Partner Milan
"With the collective company agreement it is possible to customize the business reasons to use fixed term contracts."
Changing collective agreements
A collective agreement is considered an external source with respect to individual employment contracts and parties are free to amend applicable collective agreements, even if the agreement’s provisions are considered worse than those in a previous agreement. The conditions in an agreement may legally be pejorative except for those relating to entitlements already accrued by employees such as remuneration for work already completed.

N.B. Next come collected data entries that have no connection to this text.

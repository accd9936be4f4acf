//! Ranker compilation
//!
//! A stored [`StoredModel`] carries a ranker type and an opaque definition.
//! The [`RankerParserFactory`] turns it into a [`CompiledRanker`]: the parsed
//! ranker plus everything needed to map a feature-name → value mapping onto
//! the dense [`FeatureVector`] the ranker scores.
//!
//! ```text
//! StoredModel ──compile──▶ CompiledRanker ──bind(params)──▶ LeafFactory
//!                               │                               │
//!                           RankerCache                 new_instance(segment)
//!                    (store, name) → version                    │
//!                                                           Evaluator
//! ```

use serde_json::Value;
use std::collections::HashMap;
use std::fmt;
use std::sync::Arc;

use crate::element::{Normalizer, StoredFeatureSet, StoredModel};
use crate::error::{Error, Result};

pub mod cache;
pub mod linear;
pub mod loader;
pub mod parser;
pub mod tree;

pub use cache::RankerCache;
pub use linear::{LinearRanker, LinearRankerParser};
pub use loader::ModelLoader;
pub use parser::{RankerParser, RankerParserFactory};
pub use tree::{XGBoostJsonParser, XGBoostRanker};

/// Dense feature values indexed by feature ordinal.
#[derive(Debug, Clone, PartialEq)]
pub struct FeatureVector {
    values: Vec<f64>,
}

impl FeatureVector {
    /// A vector of `size` features, all `0.0`
    pub fn new(size: usize) -> Self {
        Self {
            values: vec![0.0; size],
        }
    }

    pub fn from_values(values: Vec<f64>) -> Self {
        Self { values }
    }

    pub fn get(&self, ordinal: usize) -> f64 {
        self.values.get(ordinal).copied().unwrap_or(0.0)
    }

    pub fn set(&mut self, ordinal: usize, value: f64) {
        if let Some(slot) = self.values.get_mut(ordinal) {
            *slot = value;
        }
    }

    pub fn len(&self) -> usize {
        self.values.len()
    }

    pub fn is_empty(&self) -> bool {
        self.values.is_empty()
    }

    pub fn as_slice(&self) -> &[f64] {
        &self.values
    }
}

/// A parsed ranking function over a dense feature vector.
///
/// Rankers are immutable once parsed and are shared across threads.
pub trait Ranker: Send + Sync + fmt::Debug {
    fn ranker_type(&self) -> &str;

    /// Number of features the ranker expects
    fn size(&self) -> usize;

    fn score(&self, vector: &FeatureVector) -> f64;
}

/// Reads a ranker definition that may be inline JSON or a JSON document
/// embedded in a string.
pub(crate) fn definition_json(definition: &Value) -> Result<Value> {
    match definition {
        Value::String(raw) => serde_json::from_str(raw)
            .map_err(|e| Error::ParseError(format!("Malformed ranker definition: {}", e))),
        other => Ok(other.clone()),
    }
}

/// A model compiled for evaluation.
///
/// Identity is `(store, name, version)`; the artifact is immutable and can
/// be bound to any number of segments concurrently. Clones share the
/// parsed ranker and feature set.
#[derive(Debug, Clone)]
pub struct CompiledRanker {
    store: String,
    name: String,
    version: u64,
    feature_set: Arc<StoredFeatureSet>,
    normalizers: Arc<[Option<Normalizer>]>,
    ranker: Arc<dyn Ranker>,
}

impl CompiledRanker {
    pub(crate) fn new(
        store: impl Into<String>,
        model: &StoredModel,
        version: u64,
        ranker: Arc<dyn Ranker>,
    ) -> Self {
        let feature_set = Arc::new(model.feature_set().clone());
        let normalizers = feature_set
            .feature_names()
            .map(|name| model.feature_normalizers().get(name).cloned())
            .collect();
        Self {
            store: store.into(),
            name: model.name().to_string(),
            version,
            feature_set,
            normalizers,
            ranker,
        }
    }

    pub fn store(&self) -> &str {
        &self.store
    }

    pub fn name(&self) -> &str {
        &self.name
    }

    pub fn version(&self) -> u64 {
        self.version
    }

    pub fn feature_set(&self) -> &StoredFeatureSet {
        &self.feature_set
    }

    pub fn ranker(&self) -> &Arc<dyn Ranker> {
        &self.ranker
    }

    /// Builds the dense, normalized vector for a feature-name → value
    /// mapping. Features absent from the mapping score as `0.0` before
    /// normalization; names outside the feature set are ignored.
    pub fn feature_vector(&self, values: &HashMap<String, f64>) -> FeatureVector {
        self.layered_feature_vector(None, values)
    }

    /// Like [`feature_vector`](Self::feature_vector), reading `overrides`
    /// first and falling back to `values`.
    pub fn layered_feature_vector(
        &self,
        overrides: Option<&HashMap<String, f64>>,
        values: &HashMap<String, f64>,
    ) -> FeatureVector {
        let mut vector = FeatureVector::new(self.feature_set.size());
        for (ordinal, name) in self.feature_set.feature_names().enumerate() {
            let raw = overrides
                .and_then(|o| o.get(name))
                .or_else(|| values.get(name))
                .copied()
                .unwrap_or(0.0);
            let value = match &self.normalizers[ordinal] {
                Some(normalizer) => normalizer.normalize(raw),
                None => raw,
            };
            vector.set(ordinal, value);
        }
        vector
    }

    pub fn score(&self, vector: &FeatureVector) -> f64 {
        self.ranker.score(vector)
    }
}

#[cfg(test)]
mod tests {
    use super::*;
    use crate::element::{StoredFeature, StoredRankerDefinition};
    use serde_json::json;

    fn model() -> StoredModel {
        let features = ["a", "b"]
            .iter()
            .map(|n| StoredFeature::new(*n, vec![], json!({"match_all": {}})).unwrap())
            .collect();
        let set = StoredFeatureSet::new("set", features).unwrap();
        StoredModel::new(
            "m",
            set,
            StoredRankerDefinition::new("model/linear", json!({"a": 1.0, "b": 2.0})),
        )
        .unwrap()
        .with_normalizer(
            "b",
            Normalizer::MinMax {
                minimum: 0.0,
                maximum: 10.0,
            },
        )
        .unwrap()
    }

    #[test]
    fn test_feature_vector_bounds() {
        let mut v = FeatureVector::new(2);
        v.set(5, 1.0);
        assert_eq!(v.get(5), 0.0);
        v.set(1, 3.0);
        assert_eq!(v.as_slice(), &[0.0, 3.0]);
    }

    #[test]
    fn test_definition_json_accepts_embedded_string() {
        let v = definition_json(&json!("{\"a\": 1.5}")).unwrap();
        assert_eq!(v["a"], 1.5);
        assert!(definition_json(&json!("{not json")).is_err());
    }

    #[test]
    fn test_feature_vector_normalizes_and_defaults() {
        let model = model();
        let ranker = LinearRankerParser
            .parse(model.feature_set(), &model.ranker().definition)
            .unwrap();
        let compiled = CompiledRanker::new("store", &model, 3, ranker);

        let mut values = HashMap::new();
        values.insert("b".to_string(), 5.0);
        values.insert("unknown".to_string(), 100.0);

        let vector = compiled.feature_vector(&values);
        assert_eq!(vector.as_slice(), &[0.0, 0.5]);
        assert_eq!(compiled.score(&vector), 1.0);
        assert_eq!(compiled.version(), 3);
    }
}
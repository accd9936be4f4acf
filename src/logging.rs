//! Tracing subscriber setup

use crate::config::LoggingSettings;
use tracing_appender::rolling::{RollingFileAppender, Rotation};
use tracing_subscriber::{fmt, prelude::*, EnvFilter, Layer};

/// Log file name inside the configured log directory
pub const LOG_FILE_NAME: &str = "ltrstore.log";

/// Install the global tracing subscriber.
///
/// `RUST_LOG` wins over the configured level when set. Returns an error if a
/// global subscriber is already installed.
pub fn init_tracing(settings: &LoggingSettings) -> anyhow::Result<()> {
    let filter = EnvFilter::try_from_default_env()
        .or_else(|_| EnvFilter::try_new(&settings.level))?;

    let stdout_layer = if settings.json {
        fmt::layer().with_writer(std::io::stdout).json().boxed()
    } else {
        fmt::layer()
            .with_writer(std::io::stdout)
            .with_target(true)
            .boxed()
    };

    let file_layer = match &settings.log_dir {
        Some(dir) => {
            std::fs::create_dir_all(dir)?;
            let appender = RollingFileAppender::new(Rotation::DAILY, dir, LOG_FILE_NAME);
            Some(fmt::layer().with_writer(appender).with_ansi(false))
        }
        None => None,
    };

    tracing_subscriber::registry()
        .with(stdout_layer)
        .with(file_layer)
        .with(filter)
        .try_init()?;

    Ok(())
}

#[cfg(test)]
mod tests {
    use super::*;

    #[test]
    fn test_init_twice_reports_error() {
        let settings = LoggingSettings::default();
        // The first call may lose against another test's subscriber; the
        // second one must always fail.
        let _ = init_tracing(&settings);
        assert!(init_tracing(&settings).is_err());
    }
}
//! Script runtime integration
//!
//! Ranking logic plugs into a host search runtime through a narrow set of
//! capability traits:
//!
//! ```text
//! ScriptEngine::compile(name, source)      once per program
//!   └─→ ExecutableUnit::bind(params)        once per query
//!        └─→ LeafFactory::new_instance(seg) once per segment
//!             └─→ Evaluator::evaluate(doc)  once per matching document
//! ```
//!
//! Executable units and leaf factories are shared across threads. An
//! evaluator belongs to exactly one segment and one thread.

use serde_json::Value;
use std::collections::HashMap;
use std::fmt;
use std::sync::Arc;

use crate::error::Result;

pub mod context;
pub mod native;
pub mod ranker;
pub mod segment;
pub mod service;

pub use context::{EvaluationContext, FeatureValues, FEATURE_VECTOR};
pub use native::NativeScriptEngine;
pub use ranker::RankerScriptEngine;
pub use segment::{score_segments, SegmentContext};
pub use service::ScriptService;

/// Segment-local document id
pub type DocId = u32;

/// Query-time script parameters
pub type ScriptParams = HashMap<String, Value>;

/// Where in query execution a script runs
#[derive(Debug, Clone, PartialEq, Eq, Hash)]
pub enum ScriptContext {
    Search,
    Aggs,
    Other(String),
}

impl ScriptContext {
    pub fn name(&self) -> &str {
        match self {
            ScriptContext::Search => "search",
            ScriptContext::Aggs => "aggs",
            ScriptContext::Other(name) => name,
        }
    }

    /// Contexts that score documents
    pub fn is_scoring(&self) -> bool {
        matches!(self, ScriptContext::Search | ScriptContext::Aggs)
    }
}

impl fmt::Display for ScriptContext {
    fn fmt(&self, f: &mut fmt::Formatter<'_>) -> fmt::Result {
        f.write_str(self.name())
    }
}

/// A scripting backend registered with the host runtime.
pub trait ScriptEngine: Send + Sync {
    /// The language name used in script requests to refer to this backend
    fn lang(&self) -> &'static str;

    /// Compile a script.
    ///
    /// # Arguments
    /// * `name` - stored script identifier, `None` for inline scripts
    /// * `source` - script source
    /// * `context` - where the script will run
    fn compile(
        &self,
        name: Option<&str>,
        source: &str,
        context: &ScriptContext,
    ) -> Result<Arc<dyn ExecutableUnit>>;
}

/// A compiled program, reusable across queries.
pub trait ExecutableUnit: Send + Sync {
    /// Bind query parameters. Every missing required parameter is reported
    /// as `MissingParameter` naming it.
    fn bind(&self, params: ScriptParams) -> Result<Arc<dyn LeafFactory>>;
}

/// A program bound to one query's parameters.
pub trait LeafFactory: Send + Sync {
    fn new_instance(&self, segment: &SegmentContext) -> Result<Box<dyn Evaluator>>;

    /// Whether evaluators need the document's raw match score. The runtime
    /// calls [`Evaluator::set_score`] before each evaluation when true.
    fn needs_score(&self) -> bool;
}

/// Per-segment scorer, used by a single thread.
pub trait Evaluator: Send {
    fn set_score(&mut self, _score: f64) {}

    fn evaluate(&mut self, doc: DocId) -> Result<f64>;
}
//! Stored feature

use serde::{Deserialize, Serialize};
use serde_json::Value;

use super::validate_name;
use crate::error::{Error, Result};

/// Default template language for features.
pub const DEFAULT_TEMPLATE_LANGUAGE: &str = "mustache";

fn default_template_language() -> String {
    DEFAULT_TEMPLATE_LANGUAGE.to_string()
}

/// A named, parameterized query template whose score becomes one entry of a
/// feature vector.
#[derive(Debug, Clone, PartialEq, Serialize, Deserialize)]
pub struct StoredFeature {
    name: String,

    /// Query-time parameters the template expects.
    #[serde(default)]
    params: Vec<String>,

    #[serde(default = "default_template_language")]
    template_language: String,

    /// Opaque template body; never interpreted by the store.
    template: Value,
}

impl StoredFeature {
    pub fn new(name: impl Into<String>, params: Vec<String>, template: Value) -> Result<Self> {
        let feature = Self {
            name: name.into(),
            params,
            template_language: default_template_language(),
            template,
        };
        feature.verify()?;
        Ok(feature)
    }

    pub(crate) fn verify(&self) -> Result<()> {
        validate_name(&self.name)?;
        if self.template.is_null() {
            return Err(Error::InvalidArgument(format!(
                "Feature [{}] requires a template",
                self.name
            )));
        }
        Ok(())
    }

    pub fn with_template_language(mut self, language: impl Into<String>) -> Self {
        self.template_language = language.into();
        self
    }

    pub fn name(&self) -> &str {
        &self.name
    }

    pub fn params(&self) -> &[String] {
        &self.params
    }

    pub fn template_language(&self) -> &str {
        &self.template_language
    }

    pub fn template(&self) -> &Value {
        &self.template
    }
}

#[cfg(test)]
mod tests {
    use super::*;
    use serde_json::json;

    #[test]
    fn test_new_feature_defaults() {
        let f = StoredFeature::new(
            "title",
            vec!["keywords".to_string()],
            json!({"match": {"title": "{{keywords}}"}}),
        )
        .unwrap();
        assert_eq!(f.name(), "title");
        assert_eq!(f.template_language(), "mustache");
        assert_eq!(f.params(), ["keywords".to_string()]);
    }

    #[test]
    fn test_null_template_rejected() {
        assert!(StoredFeature::new("f", vec![], Value::Null).is_err());
    }

    #[test]
    fn test_deserialize_applies_defaults() {
        let f: StoredFeature =
            serde_json::from_value(json!({"name": "f", "template": "doc['x']"})).unwrap();
        assert!(f.params().is_empty());
        assert_eq!(f.template_language(), DEFAULT_TEMPLATE_LANGUAGE);
    }
}
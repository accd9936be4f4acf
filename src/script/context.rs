//! Evaluation context
//!
//! Parameters are read once at bind time into an immutable
//! [`EvaluationContext`] that evaluators share through an `Arc`.

use serde_json::Value;
use std::collections::HashMap;

use super::ScriptParams;
use crate::error::{Error, Result};

/// Name of the feature-vector parameter
pub const FEATURE_VECTOR: &str = "feature_vector";

/// Feature name → value
pub type FeatureValues = HashMap<String, f64>;

/// Parse a feature-vector mapping (`{"f1": 3.0, ...}`).
pub fn parse_feature_values(value: &Value) -> Result<FeatureValues> {
    let object = value.as_object().ok_or_else(|| {
        Error::InvalidArgument(format!("Parameter [{}] must be an object", FEATURE_VECTOR))
    })?;
    object
        .iter()
        .map(|(name, v)| {
            v.as_f64().map(|n| (name.clone(), n)).ok_or_else(|| {
                Error::InvalidArgument(format!("Feature [{}] must be numeric", name))
            })
        })
        .collect()
}

#[derive(Debug, Clone, PartialEq)]
pub struct EvaluationContext {
    feature_vector: FeatureValues,
    params: ScriptParams,
}

impl EvaluationContext {
    /// Build a context; `feature_vector` is always required.
    pub fn from_params(params: ScriptParams) -> Result<Self> {
        let raw = params
            .get(FEATURE_VECTOR)
            .ok_or_else(|| Error::MissingParameter(FEATURE_VECTOR.to_string()))?;
        let feature_vector = parse_feature_values(raw)?;
        Ok(Self {
            feature_vector,
            params,
        })
    }

    pub fn feature_vector(&self) -> &FeatureValues {
        &self.feature_vector
    }

    pub fn feature(&self, name: &str) -> Option<f64> {
        self.feature_vector.get(name).copied()
    }

    pub fn param(&self, name: &str) -> Option<&Value> {
        self.params.get(name)
    }

    /// A required parameter rendered as a string
    pub fn require_str(&self, name: &str) -> Result<String> {
        match self.params.get(name) {
            None | Some(Value::Null) => Err(Error::MissingParameter(name.to_string())),
            Some(Value::String(s)) => Ok(s.clone()),
            Some(other) => Ok(other.to_string()),
        }
    }

    /// An optional numeric parameter
    pub fn f64_or(&self, name: &str, default: f64) -> Result<f64> {
        match self.params.get(name) {
            None | Some(Value::Null) => Ok(default),
            Some(v) => v.as_f64().ok_or_else(|| {
                Error::InvalidArgument(format!("Parameter [{}] must be numeric", name))
            }),
        }
    }
}
//! In-memory document index
//!
//! This module provides a process-local implementation of [`DocumentIndex`]
//! used for embedding and testing. Each index is one `DashMap` entry; writes
//! take that entry's lock for the duration of the version check and the
//! write, which makes every conditional write a single compare-and-swap.
//! Deleted ids leave a tombstone holding the delete version, so a later
//! create continues the id's version sequence. Dropping an index keeps its
//! tombstones for when an index of the same name is created again.

use crate::error::{Error, Result};
use crate::storage::engine::{
    DocumentIndex, IndexMetadata, IndexWriteResponse, IndexedDocument, WriteCondition,
    WriteResult,
};
use async_trait::async_trait;
use dashmap::mapref::entry::Entry;
use dashmap::DashMap;
use serde_json::Value;
use std::collections::HashMap;
use std::sync::Arc;
use tracing::debug;

#[derive(Debug, Clone)]
struct StoredDocument {
    version: u64,
    source: Value,
}

#[derive(Debug)]
struct IndexShard {
    metadata: IndexMetadata,
    docs: HashMap<String, StoredDocument>,
    tombstones: HashMap<String, u64>,
}

/// In-memory document index
#[derive(Clone, Default)]
pub struct InMemoryIndex {
    indices: Arc<DashMap<String, IndexShard>>,
    retired: Arc<DashMap<String, HashMap<String, u64>>>,
}

impl InMemoryIndex {
    /// Create a new, empty in-memory index
    pub fn new() -> Self {
        Self {
            indices: Arc::new(DashMap::new()),
            retired: Arc::new(DashMap::new()),
        }
    }

    /// Get the number of documents stored in an index
    pub fn len(&self, index: &str) -> usize {
        self.indices
            .get(index)
            .map(|shard| shard.docs.len())
            .unwrap_or(0)
    }

    /// Check whether an index holds no documents
    pub fn is_empty(&self, index: &str) -> bool {
        self.len(index) == 0
    }

    fn missing_index(index: &str) -> Error {
        Error::NotFound(format!("Index [{}] does not exist", index))
    }
}

#[async_trait]
impl DocumentIndex for InMemoryIndex {
    async fn create_index(&self, name: &str) -> Result<IndexMetadata> {
        match self.indices.entry(name.to_string()) {
            Entry::Occupied(_) => Err(Error::AlreadyExists(format!(
                "Index [{}] already exists",
                name
            ))),
            Entry::Vacant(slot) => {
                let metadata = IndexMetadata::new(name);
                let tombstones = self
                    .retired
                    .remove(name)
                    .map(|(_, tombstones)| tombstones)
                    .unwrap_or_default();
                slot.insert(IndexShard {
                    metadata: metadata.clone(),
                    docs: HashMap::new(),
                    tombstones,
                });
                debug!(index = %name, id = %metadata.id, "Created index");
                Ok(metadata)
            }
        }
    }

    async fn drop_index(&self, name: &str) -> Result<()> {
        // Retire under the entry lock so a concurrent create sees the tombstones
        let shard = match self.indices.entry(name.to_string()) {
            Entry::Occupied(slot) => {
                let shard = slot.get();
                let mut tombstones = shard.tombstones.clone();
                tombstones.extend(
                    shard
                        .docs
                        .iter()
                        .map(|(id, doc)| (id.clone(), doc.version + 1)),
                );
                self.retired.insert(name.to_string(), tombstones);
                slot.remove()
            }
            Entry::Vacant(_) => return Err(Self::missing_index(name)),
        };
        debug!(index = %name, docs = shard.docs.len(), "Dropped index");
        Ok(())
    }

    async fn index_metadata(&self, name: &str) -> Result<Option<IndexMetadata>> {
        Ok(self.indices.get(name).map(|shard| shard.metadata.clone()))
    }

    async fn list_indices(&self) -> Result<Vec<String>> {
        let mut names: Vec<String> = self.indices.iter().map(|e| e.key().clone()).collect();
        names.sort();
        Ok(names)
    }

    async fn get(&self, index: &str, id: &str) -> Result<Option<IndexedDocument>> {
        let shard = self
            .indices
            .get(index)
            .ok_or_else(|| Self::missing_index(index))?;
        Ok(shard.docs.get(id).map(|doc| IndexedDocument {
            id: id.to_string(),
            version: doc.version,
            source: doc.source.clone(),
        }))
    }

    async fn put(
        &self,
        index: &str,
        id: &str,
        source: Value,
        condition: WriteCondition,
    ) -> Result<IndexWriteResponse> {
        // Holding the shard guard makes check-and-write atomic
        let mut shard = self
            .indices
            .get_mut(index)
            .ok_or_else(|| Self::missing_index(index))?;

        let current = shard.docs.get(id).map(|doc| doc.version);
        let (version, result) = match (condition, current) {
            (WriteCondition::Create, None) => {
                let version = shard.tombstones.remove(id).map_or(1, |deleted| deleted + 1);
                (version, WriteResult::Created)
            }
            (WriteCondition::Create, Some(_)) => {
                return Err(Error::AlreadyExists(format!(
                    "Document [{}] already exists in index [{}]",
                    id, index
                )))
            }
            (WriteCondition::Version(_), None) => {
                return Err(Error::NotFound(format!(
                    "Document [{}] does not exist in index [{}]",
                    id, index
                )))
            }
            (WriteCondition::Version(expected), Some(actual)) if expected != actual => {
                return Err(Error::VersionConflict {
                    id: id.to_string(),
                    expected,
                    actual,
                })
            }
            (WriteCondition::Version(expected), Some(_)) => (expected + 1, WriteResult::Updated),
        };

        shard
            .docs
            .insert(id.to_string(), StoredDocument { version, source });
        debug!(index = %index, id = %id, version, result = %result, "Wrote document");

        Ok(IndexWriteResponse {
            index: index.to_string(),
            id: id.to_string(),
            version,
            result,
        })
    }

    async fn delete(&self, index: &str, id: &str) -> Result<IndexWriteResponse> {
        let mut shard = self
            .indices
            .get_mut(index)
            .ok_or_else(|| Self::missing_index(index))?;

        let (version, result) = match shard.docs.remove(id) {
            Some(doc) => {
                let version = doc.version + 1;
                shard.tombstones.insert(id.to_string(), version);
                (version, WriteResult::Deleted)
            }
            None => (
                shard.tombstones.get(id).copied().unwrap_or(0),
                WriteResult::NotFound,
            ),
        };
        debug!(index = %index, id = %id, result = %result, "Deleted document");

        Ok(IndexWriteResponse {
            index: index.to_string(),
            id: id.to_string(),
            version,
            result,
        })
    }

    async fn list_ids(&self, index: &str) -> Result<Vec<String>> {
        let shard = self
            .indices
            .get(index)
            .ok_or_else(|| Self::missing_index(index))?;
        let mut ids: Vec<String> = shard.docs.keys().cloned().collect();
        ids.sort();
        Ok(ids)
    }
}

Supreme Court 21/10/2022 no. 31148
Altering vehicle tachograph can lead to imprisonment
Making alterations to a vehicle’s tachograph to prevent its speed and active and inactive periods being recorded is a criminal offence. In a recent case before the criminal section of the Supreme Court, tachographs had been altered to allow a company’s drivers to drive vehicles for a period of time exceeding the legal maximum without the mandatory rest period resulting in a greater risk of road accidents, thereby putting public safety at risk. In such cases, the employer is liable for the offence of damaging and removing accident prevention equipment (Article 437 of the Criminal Code), the penalty for which ranges from six months to five years’ imprisonment.
Supreme Court (criminal section) 25/10/2022 no. 40187
Valid to dismiss employee who fails to communicate new employment whilst using CIGS
The dismissal of an employee who has failed to notify both their employer and INPS that they have started a new job whilst benefitting from the special salary support scheme “CIGS” is lawful. The obligation to make such a communication exists whenever a new role involves potentially remunerative activities, even if in practice the individual in question did not receive any payment. This is also the case for self-employed work. The obligation to communicate exists even if the time commitment guaranteed by the new job during the CIGS period is reduced. It is also irrelevant, whether the INPS had knowledge of the new role as a result of a report from the new employer, as the employee benefiting from CIGS has an obligation to provide information regardless.
Supreme Court (ord.) 21/10/2022 no. 31146
Collective dismissal procedures and final communications to trade unions
The final communication of a collective redundancy procedure (Article 4(9), Law 223/1991) where individual dismissals are communicated to employees at different times, cannot be limited to indicating the profiles of the employees dismissed at a specific juncture. The final communication must show the definitive list of all dismissed employees.
Supreme Court (ord.) 31/10/2022 no. 32114
All parties responsible for safety in intra-company tenders
In the case of intra-company tenders, the risk of ‘interference’ between the personnel of different companies operating in the same business environment must be managed correctly. The implementation of prevention and protection measures against the risk of work-related accidents involves all companies operating under the company contract and requires full cooperation between them. If safety measures are not implemented, all the companies involved may be sanctioned.
Supreme Court 12/10/2022 no. 38357
INPS clarifications on mandatory paternity leave
The INPS has provided operational clarifications on the new rules on parental leave, including compulsory paternity leave, introduced by Legislative Decree No. 105 of 30/06/2022. The new compulsory paternity leave (Art. 10), which replaces the previous regime of compulsory and optional leave for fathers, provides for 10 full days’ leave in the period between two months before and five months after their child’s birth. These compulsory leave days do not have to be taken contiguously. With multiple births, the number of leave days is doubled. The INPS has specified that all employees, including domestic servants and fixed-term agricultural employees, benefit from this leave. For these last two categories of workers however, entitlement to paternity leave presupposes that their employment relationship is in place when paternity leave is used. For all other employees, the leave may be granted even if their role has been terminated or suspended. Paternity leave may be taken at the same time as the mother’s maternity leave.
INPS, Circular 27/10/2022 no. 122
Damages for psycho-physical exhaustion
The Court of Milan ruled that continuous daily working of 15 hours a day, seven days a week, falls under the definition of ‘exhausting work’ and requires compensation for psycho-physical damage. Such conduct from an employer constitutes a violation of Constitutional (Article 36 of the Constitution) and EU principles.
Court of Milan, Judge Tosoni, 08/08/2022
Unlawful to dismiss employees for absences due to illness near holiday and festival days
The disciplinary dismissal of an employee who is often absent from work due to illness in the days immediately preceding and following festivities, holidays and days off is unlawful. Such conduct is not indicative of behaviour contrary to the canons of fairness and good faith, since absences due to illness are to be framed under the special rules laid down by Article 2110 of the Civil Code, which prevail over the restrictive rules on individual dismissals. The only parameter to be considered for the dismissal of employees in relation to absences due to illness is that of exceeding of the maximum agreed period. In this context, the fact that absences due to illness occur close to holidays and other days off is totally irrelevant.